--- MATERIAL PROVIDED ---
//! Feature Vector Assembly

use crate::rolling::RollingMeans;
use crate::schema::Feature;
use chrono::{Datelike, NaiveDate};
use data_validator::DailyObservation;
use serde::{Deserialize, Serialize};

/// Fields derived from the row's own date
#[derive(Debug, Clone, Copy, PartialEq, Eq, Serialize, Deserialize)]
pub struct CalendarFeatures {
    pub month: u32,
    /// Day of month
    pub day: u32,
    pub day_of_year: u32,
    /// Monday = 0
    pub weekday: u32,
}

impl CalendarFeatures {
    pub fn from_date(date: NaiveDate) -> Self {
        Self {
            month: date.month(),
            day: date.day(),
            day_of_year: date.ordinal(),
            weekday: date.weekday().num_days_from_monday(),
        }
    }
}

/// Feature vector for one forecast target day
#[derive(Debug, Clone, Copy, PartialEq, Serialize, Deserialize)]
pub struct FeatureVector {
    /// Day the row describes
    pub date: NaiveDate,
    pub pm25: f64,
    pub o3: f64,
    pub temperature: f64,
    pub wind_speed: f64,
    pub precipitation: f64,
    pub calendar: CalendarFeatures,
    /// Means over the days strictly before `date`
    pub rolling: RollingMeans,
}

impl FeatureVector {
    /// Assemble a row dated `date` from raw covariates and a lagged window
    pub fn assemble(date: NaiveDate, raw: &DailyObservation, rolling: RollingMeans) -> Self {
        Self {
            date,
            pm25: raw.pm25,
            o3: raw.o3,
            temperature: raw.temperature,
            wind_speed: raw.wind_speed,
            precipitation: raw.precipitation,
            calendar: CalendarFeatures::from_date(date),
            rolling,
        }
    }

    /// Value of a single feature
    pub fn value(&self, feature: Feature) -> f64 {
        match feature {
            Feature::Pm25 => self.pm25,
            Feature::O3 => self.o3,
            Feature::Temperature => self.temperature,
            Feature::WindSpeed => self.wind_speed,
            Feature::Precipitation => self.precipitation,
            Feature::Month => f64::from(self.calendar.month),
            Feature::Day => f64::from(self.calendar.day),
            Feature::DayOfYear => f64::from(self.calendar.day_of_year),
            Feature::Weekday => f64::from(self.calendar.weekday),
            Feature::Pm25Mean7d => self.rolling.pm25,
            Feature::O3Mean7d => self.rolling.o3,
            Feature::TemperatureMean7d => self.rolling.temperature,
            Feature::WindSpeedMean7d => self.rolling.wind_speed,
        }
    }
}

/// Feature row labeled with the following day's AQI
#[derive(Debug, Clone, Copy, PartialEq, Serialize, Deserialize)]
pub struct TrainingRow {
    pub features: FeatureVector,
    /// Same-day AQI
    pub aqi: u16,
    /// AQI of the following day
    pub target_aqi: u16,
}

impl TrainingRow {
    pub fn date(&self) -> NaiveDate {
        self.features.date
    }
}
...
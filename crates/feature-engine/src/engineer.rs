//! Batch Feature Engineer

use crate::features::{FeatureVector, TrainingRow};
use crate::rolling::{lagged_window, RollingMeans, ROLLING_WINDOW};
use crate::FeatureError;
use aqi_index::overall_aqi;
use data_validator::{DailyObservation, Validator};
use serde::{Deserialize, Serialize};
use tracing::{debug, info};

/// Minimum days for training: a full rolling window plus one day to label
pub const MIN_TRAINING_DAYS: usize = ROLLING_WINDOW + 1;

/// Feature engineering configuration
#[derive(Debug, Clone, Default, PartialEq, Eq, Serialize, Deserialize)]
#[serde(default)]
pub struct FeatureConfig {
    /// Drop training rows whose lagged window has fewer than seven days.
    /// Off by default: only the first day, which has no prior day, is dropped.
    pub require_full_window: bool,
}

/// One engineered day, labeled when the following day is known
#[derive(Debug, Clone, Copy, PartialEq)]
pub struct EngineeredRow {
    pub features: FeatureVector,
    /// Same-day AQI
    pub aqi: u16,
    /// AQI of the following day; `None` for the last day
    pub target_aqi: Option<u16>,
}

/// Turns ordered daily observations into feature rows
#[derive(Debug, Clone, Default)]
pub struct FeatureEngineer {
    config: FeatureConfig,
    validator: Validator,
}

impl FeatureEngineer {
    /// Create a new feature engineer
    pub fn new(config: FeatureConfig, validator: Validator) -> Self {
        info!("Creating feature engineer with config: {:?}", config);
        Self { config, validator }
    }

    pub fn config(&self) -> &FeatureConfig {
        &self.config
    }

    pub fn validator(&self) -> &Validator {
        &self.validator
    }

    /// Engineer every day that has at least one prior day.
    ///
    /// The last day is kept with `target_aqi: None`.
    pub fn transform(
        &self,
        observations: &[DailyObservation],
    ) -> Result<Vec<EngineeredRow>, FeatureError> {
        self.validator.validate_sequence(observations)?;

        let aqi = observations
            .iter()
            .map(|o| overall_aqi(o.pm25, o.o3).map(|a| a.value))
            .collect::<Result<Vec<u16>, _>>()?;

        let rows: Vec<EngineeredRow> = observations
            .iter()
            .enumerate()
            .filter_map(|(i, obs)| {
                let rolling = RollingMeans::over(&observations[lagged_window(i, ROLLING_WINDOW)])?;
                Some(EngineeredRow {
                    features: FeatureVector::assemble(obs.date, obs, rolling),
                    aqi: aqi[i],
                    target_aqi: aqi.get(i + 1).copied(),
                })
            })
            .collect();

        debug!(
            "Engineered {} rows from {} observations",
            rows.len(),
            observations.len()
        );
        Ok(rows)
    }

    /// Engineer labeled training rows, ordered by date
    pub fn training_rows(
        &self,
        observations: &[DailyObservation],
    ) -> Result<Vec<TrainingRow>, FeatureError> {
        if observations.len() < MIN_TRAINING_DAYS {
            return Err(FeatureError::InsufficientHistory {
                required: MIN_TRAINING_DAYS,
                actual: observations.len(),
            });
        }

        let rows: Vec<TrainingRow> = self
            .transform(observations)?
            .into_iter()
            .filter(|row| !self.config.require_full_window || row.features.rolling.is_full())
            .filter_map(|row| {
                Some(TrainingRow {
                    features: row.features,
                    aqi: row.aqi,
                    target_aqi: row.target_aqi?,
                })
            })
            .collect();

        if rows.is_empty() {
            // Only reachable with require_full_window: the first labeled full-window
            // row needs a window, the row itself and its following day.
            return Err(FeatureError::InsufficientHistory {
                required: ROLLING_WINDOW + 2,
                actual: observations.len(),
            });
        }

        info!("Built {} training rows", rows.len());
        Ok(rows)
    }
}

--- EXERCISE PROMPT ---
The word is "prior". Copy every line above where it appears.

--- YOUR RESPONSE ---
    /// Off by default: only the first day, which has no prior day, is dropped.
    /// Engineer every day that has at least one prior day.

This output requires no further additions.